We wrote back and forth for a while until June 6th 2006 when we got the nerve to call each other! I thought it was a great convo but Josh tells me now that I was very spacey. haha. I guess I was doing things while talking to him and getting the kids under control and what not. He thought is was funny.

We decided to meet shortly after at his house on June 9th. I figured the base was the safest place to meet so I was unafraid to meet him at his home. He ordered the pizza and I brought the movie and dessert! My favorite, fruit and chocolate! The Hilarius thing now is I brought the movie Open Water. Josh is terrified of the ocean and its the movies about the people who get lost out at sea! HAHA! so funny, I didn't know at the time!

Of course the night started with me as an airhead! I called him trying to find the house and I guess he saw me and was on the driveway and I just drove right past him! haha I was blinded by the sun setting glare I couldn't see a thing. All i heard was "here here oh you passed me!" hahaha it was so funny! So then I loop around and pull up in the driveway realizing my car is a MESS!! Not a surprise for me but I didn't want him to know I was a pig on the first date! haha I quickly got out and persuaded him away! As a gentleman he was approaching my car asking if I needed any help and I kept pushing him away! He must have thought I was a nut by now! haha!

We get in the house and immediately I'm thinking this man needs some decorating help. The kitchen was full of apple curtains and accessories. Family room was better, big entertainment center, leather couch. We had a great time! We didn't watch the movie much, we talked A LOT! Its the best kind of first date! No dumb bar people, not in a dark theater wondering who they are, we talked!! He enjoyed my dessert! I cut up bananas, apples, strawberries, Mandarin oranges and cherries! I was proud of myself! Thanks to my mommy it was one of my favorite desserts as a kid that she did for us! I even brought little toothpicks! haha!!

After the awesome evening he walked me to my car. I figured it was dark enough now he couldn't see much the mess! We gave each other a big hug and I got in. I started the car and can you guess what song I heard on the radio? Your darn right!! Aaron Shust, My Saviour My God!! I had the HUGEST smile on my face!! My heart knew it too!! BUT of course I could already hear the skeptics so I continued the relationship still aware myself.

But it just kept getting better and better.
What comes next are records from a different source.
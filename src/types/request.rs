//! Generation request and sampling parameters.

use serde::{Deserialize, Serialize};

use crate::{Error, ErrorContext, Result};

pub const MIN_TEMPERATURE: f64 = 0.0;
pub const MAX_TEMPERATURE: f64 = 2.0;

/// Sampling parameters shared by every backend.
#[derive(Debug, Clone, Copy, PartialEq, Serialize, Deserialize)]
pub struct GenerationParams {
    pub temperature: f64,
    pub max_tokens: u32,
}

impl GenerationParams {
    pub fn new(temperature: f64, max_tokens: u32) -> Self {
        Self {
            temperature,
            max_tokens,
        }
    }

    pub fn with_temperature(mut self, temperature: f64) -> Self {
        self.temperature = temperature;
        self
    }

    pub fn with_max_tokens(mut self, max_tokens: u32) -> Self {
        self.max_tokens = max_tokens;
        self
    }

    /// Reject parameters no backend would accept.
    pub fn validate(&self) -> Result<()> {
        if !self.temperature.is_finite()
            || self.temperature < MIN_TEMPERATURE
            || self.temperature > MAX_TEMPERATURE
        {
            return Err(Error::validation_with_context(
                format!(
                    "temperature {} outside [{}, {}]",
                    self.temperature, MIN_TEMPERATURE, MAX_TEMPERATURE
                ),
                ErrorContext::new()
                    .with_field_path("params.temperature")
                    .with_source("request_validator"),
            ));
        }
        if self.max_tokens == 0 {
            return Err(Error::validation_with_context(
                "max_tokens must be positive",
                ErrorContext::new()
                    .with_field_path("params.max_tokens")
                    .with_source("request_validator"),
            ));
        }
        Ok(())
    }
}

impl Default for GenerationParams {
    fn default() -> Self {
        Self {
            temperature: 0.7,
            max_tokens: 2000,
        }
    }
}

/// A single generation request addressed to one backend/model pair.
///
/// Requests are plain values: once handed to the controller they are only
/// ever read, never patched.
#[derive(Debug, Clone, PartialEq, Serialize, Deserialize)]
pub struct Request {
    pub prompt: String,
    pub backend_id: String,
    pub model_name: String,
    pub temperature: f64,
    pub max_tokens: u32,
}

impl Request {
    pub fn new(
        prompt: impl Into<String>,
        backend_id: impl Into<String>,
        model_name: impl Into<String>,
        params: GenerationParams,
    ) -> Self {
        Self {
            prompt: prompt.into(),
            backend_id: backend_id.into(),
            model_name: model_name.into(),
            temperature: params.temperature,
            max_tokens: params.max_tokens,
        }
    }

    pub fn params(&self) -> GenerationParams {
        GenerationParams::new(self.temperature, self.max_tokens)
    }

    pub fn validate(&self) -> Result<()> {
        if self.backend_id.trim().is_empty() {
            return Err(Error::validation_with_context(
                "backend_id must not be empty",
                ErrorContext::new()
                    .with_field_path("request.backend_id")
                    .with_source("request_validator"),
            ));
        }
        self.params().validate()
    }
}

#[cfg(test)]
mod tests {
    use super::*;

    #[test]
    fn test_default_params_are_valid() {
        assert!(GenerationParams::default().validate().is_ok());
    }

    #[test]
    fn test_temperature_bounds() {
        assert!(GenerationParams::new(0.0, 10).validate().is_ok());
        assert!(GenerationParams::new(2.0, 10).validate().is_ok());
        assert!(GenerationParams::new(2.01, 10).validate().is_err());
        assert!(GenerationParams::new(-0.1, 10).validate().is_err());
        assert!(GenerationParams::new(f64::NAN, 10).validate().is_err());
    }

    #[test]
    fn test_zero_max_tokens_rejected() {
        let err = GenerationParams::new(0.5, 0).validate().unwrap_err();
        assert_eq!(
            err.context().and_then(|c| c.field_path.as_deref()),
            Some("params.max_tokens")
        );
    }

    #[test]
    fn test_request_carries_params() {
        let req = Request::new("p", "ollama", "llama2", GenerationParams::new(1.1, 64));
        assert_eq!(req.params(), GenerationParams::new(1.1, 64));
        assert!(req.validate().is_ok());
    }

    #[test]
    fn test_blank_backend_rejected() {
        let req = Request::new("p", "  ", "m", GenerationParams::default());
        assert!(req.validate().is_err());
    }
}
I just knew Josh was the one, I could feel it, I could see it and better yet I felt God told me! We did have a very rough patch at one point but it only made us even better!! I cant speak for Josh directly but I know he was feeling the same I was but it scared him. That was our tough time. Letting him know it was OK that we were moving so fast. He then started to trust me and even better he started trusting God again!

One June 2, 2007 we were married! I married as mommy of 3 more kids that I call mine! mine mine all mine! haha Katie (5.22.94) Megan (9.20.95) and Devon (5.29.97).

I can definately say that I married a man that is strong, of God, of humor, of passion, of strength, of knowledge, a man pretty close to my father!